Input:
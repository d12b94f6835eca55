//! Korean-locale string ordering.
//!
//! Display names are sorted with real collation rules rather than raw code
//! points, matching what users of the catalog see in dictionary order.

use crate::error::{Error, Result};
use icu::collator::{options::CollatorOptions, Collator, CollatorBorrowed};
use icu::locale::locale;

/// Builds a collator for Korean display-name ordering.
pub fn korean_collator() -> Result<CollatorBorrowed<'static>> {
    Collator::try_new(locale!("ko").into(), CollatorOptions::default())
        .map_err(|e| Error::Collation(e.to_string()))
}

What you should do:
Reproduce every line of the material exactly.

Solution to this task:
repository d12b94f6835eca55
//! Korean-locale string ordering.
//!
//! Display names are sorted with real collation rules rather than raw code
//! points, matching what users of the catalog see in dictionary order.

use crate::error::{Error, Result};
use icu::collator::{options::CollatorOptions, Collator, CollatorBorrowed};
use icu::locale::locale;

/// Builds a collator for Korean display-name ordering.
pub fn korean_collator() -> Result<CollatorBorrowed<'static>> {
    Collator::try_new(locale!("ko").into(), CollatorOptions::default())
        .map_err(|e| Error::Collation(e.to_string()))
}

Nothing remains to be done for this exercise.